----- Materials provided -----

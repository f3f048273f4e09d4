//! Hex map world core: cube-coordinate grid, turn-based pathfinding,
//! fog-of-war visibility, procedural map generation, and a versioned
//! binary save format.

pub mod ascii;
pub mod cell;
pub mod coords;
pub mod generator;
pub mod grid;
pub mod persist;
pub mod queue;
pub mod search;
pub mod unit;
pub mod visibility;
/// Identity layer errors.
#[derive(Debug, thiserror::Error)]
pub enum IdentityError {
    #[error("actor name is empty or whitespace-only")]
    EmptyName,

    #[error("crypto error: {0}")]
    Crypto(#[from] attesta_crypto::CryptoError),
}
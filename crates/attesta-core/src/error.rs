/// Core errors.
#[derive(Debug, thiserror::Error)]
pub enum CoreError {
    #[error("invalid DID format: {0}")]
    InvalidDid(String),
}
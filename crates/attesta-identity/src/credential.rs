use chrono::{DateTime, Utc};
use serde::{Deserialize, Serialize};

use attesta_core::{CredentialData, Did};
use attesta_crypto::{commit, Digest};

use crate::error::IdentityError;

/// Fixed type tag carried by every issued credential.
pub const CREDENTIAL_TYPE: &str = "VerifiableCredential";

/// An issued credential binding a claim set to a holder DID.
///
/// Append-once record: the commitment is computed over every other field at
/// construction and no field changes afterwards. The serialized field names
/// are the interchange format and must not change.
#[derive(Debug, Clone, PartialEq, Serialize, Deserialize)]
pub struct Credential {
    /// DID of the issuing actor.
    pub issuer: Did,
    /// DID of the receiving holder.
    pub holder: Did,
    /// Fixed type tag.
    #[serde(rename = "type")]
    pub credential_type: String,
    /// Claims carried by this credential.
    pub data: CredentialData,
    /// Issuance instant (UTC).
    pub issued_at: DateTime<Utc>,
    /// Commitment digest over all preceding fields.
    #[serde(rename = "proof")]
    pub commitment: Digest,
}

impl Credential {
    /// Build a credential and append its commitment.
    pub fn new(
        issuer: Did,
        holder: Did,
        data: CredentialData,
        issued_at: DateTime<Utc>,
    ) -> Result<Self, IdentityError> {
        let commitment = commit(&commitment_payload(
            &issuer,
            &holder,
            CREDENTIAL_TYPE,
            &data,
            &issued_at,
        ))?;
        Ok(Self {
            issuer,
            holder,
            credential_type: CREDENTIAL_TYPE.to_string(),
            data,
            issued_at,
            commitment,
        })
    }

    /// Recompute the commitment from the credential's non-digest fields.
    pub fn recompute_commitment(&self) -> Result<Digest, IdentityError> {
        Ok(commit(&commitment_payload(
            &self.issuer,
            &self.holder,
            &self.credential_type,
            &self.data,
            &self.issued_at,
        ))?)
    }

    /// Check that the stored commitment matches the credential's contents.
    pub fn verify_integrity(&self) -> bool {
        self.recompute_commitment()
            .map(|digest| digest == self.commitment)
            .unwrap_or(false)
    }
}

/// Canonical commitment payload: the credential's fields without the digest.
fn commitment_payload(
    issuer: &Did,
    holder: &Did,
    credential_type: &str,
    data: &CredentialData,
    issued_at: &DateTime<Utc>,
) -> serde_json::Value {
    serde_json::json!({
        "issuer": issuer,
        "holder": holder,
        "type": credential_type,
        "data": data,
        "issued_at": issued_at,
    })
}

-----
----- Materials provided -----

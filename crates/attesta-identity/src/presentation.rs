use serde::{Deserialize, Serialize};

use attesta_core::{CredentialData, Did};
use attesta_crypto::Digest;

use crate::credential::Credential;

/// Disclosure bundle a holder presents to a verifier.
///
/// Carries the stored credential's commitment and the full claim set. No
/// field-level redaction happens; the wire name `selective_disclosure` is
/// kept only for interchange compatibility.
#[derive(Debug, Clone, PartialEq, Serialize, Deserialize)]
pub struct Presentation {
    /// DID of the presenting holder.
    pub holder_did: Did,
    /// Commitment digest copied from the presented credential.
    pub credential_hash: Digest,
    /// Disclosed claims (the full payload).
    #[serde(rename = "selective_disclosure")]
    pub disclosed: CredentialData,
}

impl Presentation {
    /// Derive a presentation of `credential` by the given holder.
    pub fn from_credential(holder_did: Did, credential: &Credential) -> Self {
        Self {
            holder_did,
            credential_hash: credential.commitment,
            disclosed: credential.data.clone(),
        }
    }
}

-----
----- Materials provided -----

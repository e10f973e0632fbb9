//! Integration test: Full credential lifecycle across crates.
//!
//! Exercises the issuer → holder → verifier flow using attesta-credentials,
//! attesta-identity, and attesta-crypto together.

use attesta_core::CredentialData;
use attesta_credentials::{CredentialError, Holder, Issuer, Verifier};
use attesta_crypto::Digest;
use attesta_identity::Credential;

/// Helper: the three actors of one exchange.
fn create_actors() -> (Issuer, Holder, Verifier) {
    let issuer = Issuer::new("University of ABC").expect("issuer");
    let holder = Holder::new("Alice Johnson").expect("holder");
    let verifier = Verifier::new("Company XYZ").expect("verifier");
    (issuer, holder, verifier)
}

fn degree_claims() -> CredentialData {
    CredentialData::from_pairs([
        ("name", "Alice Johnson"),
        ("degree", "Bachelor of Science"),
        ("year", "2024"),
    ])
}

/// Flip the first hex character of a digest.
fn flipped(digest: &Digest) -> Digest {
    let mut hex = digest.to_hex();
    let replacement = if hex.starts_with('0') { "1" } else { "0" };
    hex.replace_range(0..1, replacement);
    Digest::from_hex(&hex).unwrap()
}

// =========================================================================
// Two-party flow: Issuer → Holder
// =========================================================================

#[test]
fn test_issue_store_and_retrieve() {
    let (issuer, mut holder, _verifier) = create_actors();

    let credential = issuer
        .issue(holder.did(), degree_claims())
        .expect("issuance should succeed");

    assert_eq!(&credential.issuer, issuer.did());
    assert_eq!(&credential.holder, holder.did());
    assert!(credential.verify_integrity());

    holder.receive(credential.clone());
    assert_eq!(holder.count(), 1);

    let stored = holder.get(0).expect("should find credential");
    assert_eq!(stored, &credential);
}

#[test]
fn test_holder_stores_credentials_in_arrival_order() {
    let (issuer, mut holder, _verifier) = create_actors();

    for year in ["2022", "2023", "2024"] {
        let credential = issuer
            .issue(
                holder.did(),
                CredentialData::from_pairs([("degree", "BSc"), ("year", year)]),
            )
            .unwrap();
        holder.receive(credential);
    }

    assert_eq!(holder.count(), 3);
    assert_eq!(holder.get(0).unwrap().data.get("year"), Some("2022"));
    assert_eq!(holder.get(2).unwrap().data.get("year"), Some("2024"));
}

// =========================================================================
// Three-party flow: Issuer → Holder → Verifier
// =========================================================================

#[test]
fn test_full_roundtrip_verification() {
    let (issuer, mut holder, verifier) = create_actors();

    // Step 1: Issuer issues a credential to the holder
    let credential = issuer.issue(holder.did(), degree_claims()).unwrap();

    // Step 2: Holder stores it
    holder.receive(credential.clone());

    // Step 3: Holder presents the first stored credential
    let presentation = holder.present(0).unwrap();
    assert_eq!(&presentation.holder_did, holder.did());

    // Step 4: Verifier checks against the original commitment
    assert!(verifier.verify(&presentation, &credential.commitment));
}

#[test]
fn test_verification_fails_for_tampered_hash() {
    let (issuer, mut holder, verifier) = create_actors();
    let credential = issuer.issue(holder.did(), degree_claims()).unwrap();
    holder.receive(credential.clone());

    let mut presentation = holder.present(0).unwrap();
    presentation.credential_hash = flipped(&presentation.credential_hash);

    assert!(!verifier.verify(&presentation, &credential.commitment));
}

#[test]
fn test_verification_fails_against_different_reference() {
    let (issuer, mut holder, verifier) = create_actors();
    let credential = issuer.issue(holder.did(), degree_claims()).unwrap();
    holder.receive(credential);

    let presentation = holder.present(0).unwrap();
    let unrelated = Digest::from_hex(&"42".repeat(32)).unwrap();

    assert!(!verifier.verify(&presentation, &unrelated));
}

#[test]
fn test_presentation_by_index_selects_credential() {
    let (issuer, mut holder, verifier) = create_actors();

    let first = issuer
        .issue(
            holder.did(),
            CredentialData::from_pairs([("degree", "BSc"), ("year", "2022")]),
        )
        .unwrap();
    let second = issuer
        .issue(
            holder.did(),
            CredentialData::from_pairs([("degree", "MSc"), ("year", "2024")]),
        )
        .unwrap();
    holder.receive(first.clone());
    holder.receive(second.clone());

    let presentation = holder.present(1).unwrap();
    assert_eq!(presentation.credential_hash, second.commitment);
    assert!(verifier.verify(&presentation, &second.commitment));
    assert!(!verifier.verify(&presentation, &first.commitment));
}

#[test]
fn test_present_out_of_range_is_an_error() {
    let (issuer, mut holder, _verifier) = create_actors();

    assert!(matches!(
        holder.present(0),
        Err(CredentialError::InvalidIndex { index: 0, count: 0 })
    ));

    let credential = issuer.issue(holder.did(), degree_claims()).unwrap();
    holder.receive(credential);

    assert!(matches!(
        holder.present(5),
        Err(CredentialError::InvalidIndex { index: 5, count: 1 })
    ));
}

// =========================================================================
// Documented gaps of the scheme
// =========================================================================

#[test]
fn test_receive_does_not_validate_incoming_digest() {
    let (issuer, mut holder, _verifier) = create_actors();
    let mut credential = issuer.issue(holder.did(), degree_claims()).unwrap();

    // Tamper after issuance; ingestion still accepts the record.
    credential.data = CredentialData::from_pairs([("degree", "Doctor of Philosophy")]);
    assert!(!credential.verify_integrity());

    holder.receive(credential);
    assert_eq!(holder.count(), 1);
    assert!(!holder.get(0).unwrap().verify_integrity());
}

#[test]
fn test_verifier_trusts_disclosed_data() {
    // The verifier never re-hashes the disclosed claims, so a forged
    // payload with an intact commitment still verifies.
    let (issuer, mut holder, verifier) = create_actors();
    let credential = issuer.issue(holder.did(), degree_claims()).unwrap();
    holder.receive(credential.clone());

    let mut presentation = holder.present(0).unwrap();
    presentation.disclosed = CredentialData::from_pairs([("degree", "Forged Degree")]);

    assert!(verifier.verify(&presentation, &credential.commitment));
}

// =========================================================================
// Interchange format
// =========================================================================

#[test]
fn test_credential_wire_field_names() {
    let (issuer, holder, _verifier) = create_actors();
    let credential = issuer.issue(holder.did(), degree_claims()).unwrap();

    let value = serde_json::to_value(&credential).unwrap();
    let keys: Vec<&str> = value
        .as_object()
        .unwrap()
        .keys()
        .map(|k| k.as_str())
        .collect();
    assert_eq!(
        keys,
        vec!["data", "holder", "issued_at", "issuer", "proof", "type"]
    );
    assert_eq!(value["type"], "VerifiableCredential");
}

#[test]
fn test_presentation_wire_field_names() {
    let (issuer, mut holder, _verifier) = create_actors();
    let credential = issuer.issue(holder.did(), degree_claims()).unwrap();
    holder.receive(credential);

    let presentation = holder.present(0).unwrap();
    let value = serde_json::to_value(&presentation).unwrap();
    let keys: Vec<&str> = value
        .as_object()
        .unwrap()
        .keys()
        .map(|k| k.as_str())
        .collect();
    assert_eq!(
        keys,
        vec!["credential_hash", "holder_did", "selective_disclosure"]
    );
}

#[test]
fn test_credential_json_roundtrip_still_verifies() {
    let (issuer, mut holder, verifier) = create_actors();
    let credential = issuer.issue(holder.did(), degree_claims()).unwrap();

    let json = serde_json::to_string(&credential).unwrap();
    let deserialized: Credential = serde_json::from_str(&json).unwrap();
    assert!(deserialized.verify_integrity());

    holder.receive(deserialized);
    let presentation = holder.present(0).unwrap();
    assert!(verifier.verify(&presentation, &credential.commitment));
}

-----

### What to work on:
Every line in the data that holds the string "crates" should be returned.

### Exercise response:
filename crates/attesta-core/src/error.rs
filename crates/attesta-identity/src/credential.rs
filename crates/attesta-identity/src/presentation.rs
//! Integration test: Full credential lifecycle across crates.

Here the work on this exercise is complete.